* **ACTIVITY**: Which of the lines below hold "RecordingChart"? Please return each one.

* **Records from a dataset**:
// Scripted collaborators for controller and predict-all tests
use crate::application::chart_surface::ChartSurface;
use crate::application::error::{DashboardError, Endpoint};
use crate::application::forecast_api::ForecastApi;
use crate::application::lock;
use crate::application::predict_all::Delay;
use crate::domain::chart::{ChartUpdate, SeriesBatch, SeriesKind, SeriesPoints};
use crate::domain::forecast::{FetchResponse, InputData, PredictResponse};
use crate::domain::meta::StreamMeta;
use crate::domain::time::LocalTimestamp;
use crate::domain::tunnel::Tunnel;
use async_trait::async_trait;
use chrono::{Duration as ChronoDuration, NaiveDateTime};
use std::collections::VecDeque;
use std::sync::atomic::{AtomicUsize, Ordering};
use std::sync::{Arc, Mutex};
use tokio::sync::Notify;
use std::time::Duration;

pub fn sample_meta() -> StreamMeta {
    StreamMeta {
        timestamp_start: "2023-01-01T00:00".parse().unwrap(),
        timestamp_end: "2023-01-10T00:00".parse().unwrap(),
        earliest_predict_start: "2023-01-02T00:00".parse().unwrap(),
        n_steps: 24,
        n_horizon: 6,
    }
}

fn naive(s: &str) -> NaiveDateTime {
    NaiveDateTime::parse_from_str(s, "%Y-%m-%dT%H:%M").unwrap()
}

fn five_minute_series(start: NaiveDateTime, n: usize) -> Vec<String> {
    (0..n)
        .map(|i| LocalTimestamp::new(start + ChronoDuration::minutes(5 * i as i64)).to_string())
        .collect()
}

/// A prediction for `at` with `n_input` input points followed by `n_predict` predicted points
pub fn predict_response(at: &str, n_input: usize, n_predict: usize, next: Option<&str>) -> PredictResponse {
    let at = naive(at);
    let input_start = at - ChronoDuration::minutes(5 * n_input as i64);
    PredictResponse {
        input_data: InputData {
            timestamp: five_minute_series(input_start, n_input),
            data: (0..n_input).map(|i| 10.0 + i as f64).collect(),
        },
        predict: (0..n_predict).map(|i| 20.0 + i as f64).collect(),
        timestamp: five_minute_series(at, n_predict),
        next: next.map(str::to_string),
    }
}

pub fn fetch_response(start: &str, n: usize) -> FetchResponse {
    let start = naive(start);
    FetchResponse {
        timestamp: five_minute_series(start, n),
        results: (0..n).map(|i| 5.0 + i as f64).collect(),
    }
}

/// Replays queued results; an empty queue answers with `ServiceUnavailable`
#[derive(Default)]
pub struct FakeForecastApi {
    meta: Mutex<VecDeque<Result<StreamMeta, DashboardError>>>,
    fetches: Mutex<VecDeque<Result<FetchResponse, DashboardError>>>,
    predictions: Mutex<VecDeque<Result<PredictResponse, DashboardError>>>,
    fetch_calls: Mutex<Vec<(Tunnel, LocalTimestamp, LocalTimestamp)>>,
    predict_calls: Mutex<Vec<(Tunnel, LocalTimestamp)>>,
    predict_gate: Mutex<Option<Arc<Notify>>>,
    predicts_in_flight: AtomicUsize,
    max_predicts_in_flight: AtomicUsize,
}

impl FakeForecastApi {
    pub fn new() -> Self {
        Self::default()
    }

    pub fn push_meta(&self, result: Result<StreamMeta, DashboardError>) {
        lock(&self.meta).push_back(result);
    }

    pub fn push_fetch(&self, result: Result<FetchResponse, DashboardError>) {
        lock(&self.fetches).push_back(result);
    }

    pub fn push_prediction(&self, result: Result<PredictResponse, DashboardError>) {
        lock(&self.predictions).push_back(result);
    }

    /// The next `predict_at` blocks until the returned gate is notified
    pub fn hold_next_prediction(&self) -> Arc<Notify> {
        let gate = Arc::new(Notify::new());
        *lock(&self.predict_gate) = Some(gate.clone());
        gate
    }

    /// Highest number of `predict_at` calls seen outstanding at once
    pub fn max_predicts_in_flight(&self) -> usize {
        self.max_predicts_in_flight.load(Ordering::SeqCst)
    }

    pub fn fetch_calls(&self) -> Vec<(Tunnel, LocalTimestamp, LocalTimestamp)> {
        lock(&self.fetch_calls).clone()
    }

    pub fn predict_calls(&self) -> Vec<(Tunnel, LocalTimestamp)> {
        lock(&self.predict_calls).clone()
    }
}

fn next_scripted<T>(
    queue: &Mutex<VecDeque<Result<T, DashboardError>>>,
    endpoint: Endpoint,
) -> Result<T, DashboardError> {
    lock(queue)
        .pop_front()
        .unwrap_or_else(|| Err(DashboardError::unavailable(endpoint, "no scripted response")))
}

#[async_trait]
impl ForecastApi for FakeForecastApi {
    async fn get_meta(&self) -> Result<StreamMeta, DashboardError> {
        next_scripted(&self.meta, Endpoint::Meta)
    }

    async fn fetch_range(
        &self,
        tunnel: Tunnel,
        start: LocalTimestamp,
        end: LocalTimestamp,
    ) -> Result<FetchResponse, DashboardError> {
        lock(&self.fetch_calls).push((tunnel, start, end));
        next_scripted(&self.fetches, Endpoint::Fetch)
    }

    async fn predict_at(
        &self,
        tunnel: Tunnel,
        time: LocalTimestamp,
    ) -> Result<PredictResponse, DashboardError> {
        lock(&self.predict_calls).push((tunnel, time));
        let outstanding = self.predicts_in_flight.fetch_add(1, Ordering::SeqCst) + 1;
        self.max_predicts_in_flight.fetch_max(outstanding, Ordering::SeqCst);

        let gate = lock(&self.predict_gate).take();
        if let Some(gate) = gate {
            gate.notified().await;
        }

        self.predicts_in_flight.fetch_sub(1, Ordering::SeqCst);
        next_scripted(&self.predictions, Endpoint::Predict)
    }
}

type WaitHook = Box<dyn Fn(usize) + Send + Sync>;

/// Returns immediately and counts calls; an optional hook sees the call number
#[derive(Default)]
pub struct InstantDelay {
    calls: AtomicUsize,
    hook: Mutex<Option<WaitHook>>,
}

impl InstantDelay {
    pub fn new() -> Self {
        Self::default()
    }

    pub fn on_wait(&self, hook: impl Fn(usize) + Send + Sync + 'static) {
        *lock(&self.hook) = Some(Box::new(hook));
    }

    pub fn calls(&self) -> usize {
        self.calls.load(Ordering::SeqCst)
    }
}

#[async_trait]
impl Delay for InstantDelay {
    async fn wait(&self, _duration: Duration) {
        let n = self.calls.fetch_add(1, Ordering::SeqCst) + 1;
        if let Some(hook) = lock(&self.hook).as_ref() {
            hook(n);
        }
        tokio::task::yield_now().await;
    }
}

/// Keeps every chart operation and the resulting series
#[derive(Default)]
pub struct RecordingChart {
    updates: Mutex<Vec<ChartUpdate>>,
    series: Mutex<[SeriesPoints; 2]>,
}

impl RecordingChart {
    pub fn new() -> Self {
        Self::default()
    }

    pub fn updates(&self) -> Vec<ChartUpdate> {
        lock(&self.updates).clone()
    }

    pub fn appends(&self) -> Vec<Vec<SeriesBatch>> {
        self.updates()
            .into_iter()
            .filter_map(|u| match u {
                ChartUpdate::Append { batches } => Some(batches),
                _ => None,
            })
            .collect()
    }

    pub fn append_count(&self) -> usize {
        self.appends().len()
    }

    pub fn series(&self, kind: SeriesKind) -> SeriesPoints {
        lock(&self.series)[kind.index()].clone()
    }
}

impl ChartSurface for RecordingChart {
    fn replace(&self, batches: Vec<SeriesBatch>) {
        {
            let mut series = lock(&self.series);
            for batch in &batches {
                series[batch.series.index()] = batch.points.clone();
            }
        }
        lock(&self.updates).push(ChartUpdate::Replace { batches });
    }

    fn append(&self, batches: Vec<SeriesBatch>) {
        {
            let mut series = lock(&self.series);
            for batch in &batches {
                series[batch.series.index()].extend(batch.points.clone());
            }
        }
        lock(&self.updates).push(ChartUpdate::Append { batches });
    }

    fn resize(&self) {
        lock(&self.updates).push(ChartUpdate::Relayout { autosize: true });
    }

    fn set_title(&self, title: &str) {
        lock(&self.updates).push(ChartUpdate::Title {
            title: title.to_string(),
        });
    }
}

* **PROBLEM SOLUTION**:
pub struct RecordingChart {
impl RecordingChart {
impl ChartSurface for RecordingChart {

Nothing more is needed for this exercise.